Another approach to reduce the tendency for glistening formation is to improve the polymer by introducing hydrophobic IOL polymer compositions that have increased hygroscopy. Hygroscopy describes a material’s ability to absorb and hold water inside the material. Water entering the material connects with the hydrophilic groups, thus avoiding water accumulation in vacuoles or pockets and forming glistenings.[4] The more hygroscopic a material is, the higher its equilibrium water content (EWC) under certain environmental conditions. Apart from the composition of the material, the EWC depends on the concentration of salts in its surrounding solution and the environmental temperature. Early hydrophobic materials for IOLs had low hygroscopy: the AcrySof material introduced in the 1990s has an EWC as low as 0.1–0.5%.[16] Some of the new generation hydrophobic materials incorporate a certain amount of acrylate with hydrophilic groups, thus leading to equilibrium water contents around 4% to 5 %.[4] Only a few companies disclose the exact copolymer composition used for their IOLs. One known composition is that of the enVista IOL made by Bausch & Lomb (New York, USA). Its copolymer consists of 3 different monomers: poly(ethylene glycol) phenyl ether acrylate (40%), 2-hydroxyethyl methacrylate (HEMA, 30%) and styrene (26%), cross-linked by ethylene glycol dimethacrylate (4%) - collectively called PHS copolymer. Due to the hydrophilic groups of the HEMA the material has a higher EWC of about 4% and shows a low tendency towards formation of glistenings.[4] Another new generation hydrophobic polymer formulation by PhysIOL (Liège - Belgium) also contains an (undisclosed) amount of a hydrophilic monomer to provide an equilibrium water content of 4.9%, again this offers a low tendency for glistening formation.[17]

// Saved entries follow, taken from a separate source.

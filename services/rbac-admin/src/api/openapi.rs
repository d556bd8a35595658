//! OpenAPI schema aggregation for the admin API.
//!
//! # Purpose
//! Collects all routes and schema types into a single OpenAPI document for docs
//! and client generation.
use crate::api::{
    permissions, roles, system,
    types::{
        ErrorResponse, HealthStatus, MessageResponse, PermissionCreateRequest,
        PermissionListResponse, RoleCreateRequest, RoleListResponse, SystemInfo,
        UserCreateRequest, UserListResponse,
    },
    users,
};
use crate::model::{
    Permission, PermissionId, PermissionRef, RoleId, RolePatchRequest, RoleRef, RoleView,
    UserId, UserPatchRequest, UserStatus, UserView,
};
use utoipa::OpenApi;

#[derive(OpenApi)]
#[openapi(
    info(
        title = "rbac-admin",
        version = "v1",
        description = "RBAC administration HTTP API"
    ),
    paths(
        system::system_info,
        system::system_health,
        permissions::list_permissions,
        permissions::create_permission,
        permissions::delete_permission,
        roles::list_roles,
        roles::create_role,
        roles::edit_role,
        roles::delete_role,
        users::list_users,
        users::create_user,
        users::edit_user,
        users::delete_user
    ),
    components(schemas(
        SystemInfo,
        HealthStatus,
        ErrorResponse,
        MessageResponse,
        Permission,
        PermissionId,
        PermissionRef,
        PermissionCreateRequest,
        PermissionListResponse,
        RoleId,
        RoleRef,
        RoleView,
        RoleCreateRequest,
        RolePatchRequest,
        RoleListResponse,
        UserId,
        UserStatus,
        UserView,
        UserCreateRequest,
        UserPatchRequest,
        UserListResponse
    )),
    tags(
        (name = "system", description = "System and discovery endpoints"),
        (name = "permissions", description = "Permission management"),
        (name = "roles", description = "Role management"),
        (name = "users", description = "User management")
    )
)]
pub struct ApiDoc;
//! System/health API handlers.
//!
//! # Purpose and responsibility
//! Provides lightweight endpoints for service metadata and health checks.
//!
//! # Key invariants and assumptions
//! - Health checks must be fast and side-effect free.
//! - System info is derived from in-memory state.
use crate::api::error::{ApiError, api_internal};
use crate::api::types::{HealthStatus, SystemInfo};
use crate::app::AppState;
use axum::Json;
use axum::extract::State;

#[utoipa::path(
    get,
    path = "/api/system/info",
    tag = "system",
    responses(
        (status = 200, description = "API version and storage backend", body = SystemInfo)
    )
)]
/// Return the API version and the active storage backend.
///
/// # Errors
/// - Does not return errors.
pub(crate) async fn system_info(State(state): State<AppState>) -> Json<SystemInfo> {
    let store = state.directory.store();
    Json(SystemInfo {
        api_version: state.api_version.clone(),
        storage_backend: store.backend_name().to_string(),
        durable_storage: store.is_durable(),
    })
}

#[utoipa::path(
    get,
    path = "/api/system/health",
    tag = "system",
    responses(
        (status = 200, description = "Service health", body = HealthStatus),
        (status = 500, description = "Storage unavailable", body = crate::api::types::ErrorResponse)
    )
)]
/// Return service health status.
///
/// # What it does
/// Probes the backing store and returns `ok` if healthy.
///
/// # Errors
/// - Returns 500 if the storage health check fails.
pub(crate) async fn system_health(
    State(state): State<AppState>,
) -> Result<Json<HealthStatus>, ApiError> {
    if let Err(err) = state.directory.store().health_check().await {
        return Err(api_internal("storage unavailable", &err));
    }
    Ok(Json(HealthStatus {
        status: "ok".to_string(),
    }))
}
//! Partial-update policy and shared field rules.
//!
//! Edits follow a merge-on-falsy policy: a field that is absent, an empty
//! string, or an empty id set means "keep the stored value". Whitespace is
//! content, not emptiness. The request types
//! keep "absent" and "empty" distinct (`Option<T>`); this module is the one
//! place where both collapse into "unchanged".
//!
//! A consequence: a role's permission set or a user's role set can never be
//! cleared to empty through an edit.
use crate::directory::error::{DirectoryError, DirectoryResult};
use std::collections::HashSet;
use std::hash::Hash;

/// Values the partial-update policy treats as "not supplied".
pub trait Blank {
    fn is_blank(&self) -> bool;
}

impl Blank for String {
    fn is_blank(&self) -> bool {
        self.is_empty()
    }
}

impl<T> Blank for Vec<T> {
    fn is_blank(&self) -> bool {
        self.is_empty()
    }
}

/// The update value, if it counts as supplied under merge-on-falsy.
pub fn supplied<T: Blank>(update: Option<T>) -> Option<T> {
    update.filter(|value| !value.is_blank())
}

/// Merge one field: a supplied update wins, anything else keeps `current`.
pub fn merge<T: Blank>(current: T, update: Option<T>) -> T {
    supplied(update).unwrap_or(current)
}

/// Reject an empty required field.
pub fn require(field: &str, value: String) -> DirectoryResult<String> {
    if value.is_blank() {
        return Err(DirectoryError::Validation(format!("{field} is required")));
    }
    Ok(value)
}

/// Emails are compared and stored lowercase.
pub fn normalize_email(email: &str) -> String {
    email.to_lowercase()
}

/// Drop repeated ids, keeping first-seen order.
pub fn dedup<T: Copy + Eq + Hash>(ids: Vec<T>) -> Vec<T> {
    let mut seen = HashSet::with_capacity(ids.len());
    ids.into_iter().filter(|id| seen.insert(*id)).collect()
}
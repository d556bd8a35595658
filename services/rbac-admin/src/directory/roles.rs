//! Role lifecycle.
use super::error::{DirectoryError, DirectoryResult, Entity};
use super::{Directory, absent_is_deleted, missing_as, observed, patch};
use crate::model::{
    PermissionId, PermissionRef, Role, RoleId, RolePatchRequest, RoleView,
};
use crate::store::ReferenceField;
use std::collections::HashMap;

impl Directory {
    /// All roles with their permission ids resolved to `{ _id, name }`.
    ///
    /// Ids that no longer resolve are left out of the expansion.
    pub async fn list_roles(&self) -> DirectoryResult<Vec<RoleView>> {
        observed(Entity::Role, "list", async {
            let roles = self.store.list_roles().await?;
            let permissions = self.store.list_permissions().await?;
            let by_id: HashMap<PermissionId, PermissionRef> = permissions
                .iter()
                .map(|permission| (permission.id, PermissionRef::from(permission)))
                .collect();
            Ok(roles
                .into_iter()
                .map(|role| RoleView {
                    id: role.id,
                    name: role.name,
                    permissions: role
                        .permissions
                        .iter()
                        .filter_map(|id| by_id.get(id).cloned())
                        .collect(),
                })
                .collect())
        })
        .await
    }

    /// Add a role. Permission ids are stored as given, without resolving them.
    pub async fn create_role(
        &self,
        name: String,
        permissions: Vec<PermissionId>,
    ) -> DirectoryResult<Role> {
        observed(Entity::Role, "create", async {
            let name = patch::require("name", name)?;
            // Check-then-act: not atomic with the insert below.
            if self.store.find_role_by_name(&name).await?.is_some() {
                return Err(DirectoryError::DuplicateName(Entity::Role));
            }
            let role = self
                .store
                .insert_role(Role {
                    id: RoleId::generate(),
                    name,
                    permissions: patch::dedup(permissions),
                })
                .await?;
            tracing::info!(role_id = %role.id, name = %role.name, "role added");
            Ok(role)
        })
        .await
    }

    /// Apply a merge-on-falsy edit to a role.
    ///
    /// An empty `permissions` list is indistinguishable from an absent one and
    /// leaves the stored set unchanged.
    pub async fn edit_role(&self, id: RoleId, request: RolePatchRequest) -> DirectoryResult<Role> {
        observed(Entity::Role, "edit", async {
            let current = self
                .store
                .get_role(id)
                .await
                .map_err(missing_as(Entity::Role))?;
            let name = patch::supplied(request.name);
            if let Some(name) = &name {
                if *name != current.name && self.store.find_role_by_name(name).await?.is_some() {
                    return Err(DirectoryError::DuplicateName(Entity::Role));
                }
            }
            let updated = Role {
                id,
                name: patch::merge(current.name, name),
                permissions: patch::merge(
                    current.permissions,
                    request.permissions.map(patch::dedup),
                ),
            };
            let role = self
                .store
                .update_role(updated)
                .await
                .map_err(missing_as(Entity::Role))?;
            tracing::info!(role_id = %role.id, "role updated");
            Ok(role)
        })
        .await
    }

    /// Remove a role unless a user still holds it.
    ///
    /// Deleting an id that does not exist succeeds.
    pub async fn delete_role(&self, id: RoleId) -> DirectoryResult<()> {
        observed(Entity::Role, "delete", async {
            if self.store.is_referenced(ReferenceField::UserRoles, id.0).await? {
                return Err(DirectoryError::InUse {
                    entity: Entity::Role,
                    referrer: Entity::User,
                });
            }
            let removed = absent_is_deleted(self.store.delete_role(id).await)?;
            tracing::info!(role_id = %id, removed, "role deleted");
            Ok(())
        })
        .await
    }
}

As described above, even though improvements in the Acrysof material between 2003 and 2012 led to an increasing resistance to glistening formation, one can still induce glistenings in these lenses.[1] Glistenings - even a low number of them is considered undesirable, and the Alcon company recently introduced a new material, named Clareon, that is considered to show minimal tendency towards glistening formation. The company does not disclose its exact material composition; Clareon’s EWC is around 1.5%. Several other IOL manufactures that have now addressed the problem of glistenings in their hydrophobic acrylic intraocular IOL materials: Vivinex (Hoya, Singapore), Tecnis (Johnson&Johnson, New Jersey, USA) and RayOne (Rayner, Hove, UK). In our laboratory, in-vitro accelerated aging studies have confirmed that lenses made of these materials and the Eyecryl ASHFY600 IOL are “glistening-free”. As this study was conducted in an in-vitro environment, results cannot be transitioned to the clinic without restriction. Therefore, long-term clinical studies have to confirm the lower amount of glistenings in IOLs made of advanced hydrophobic materials.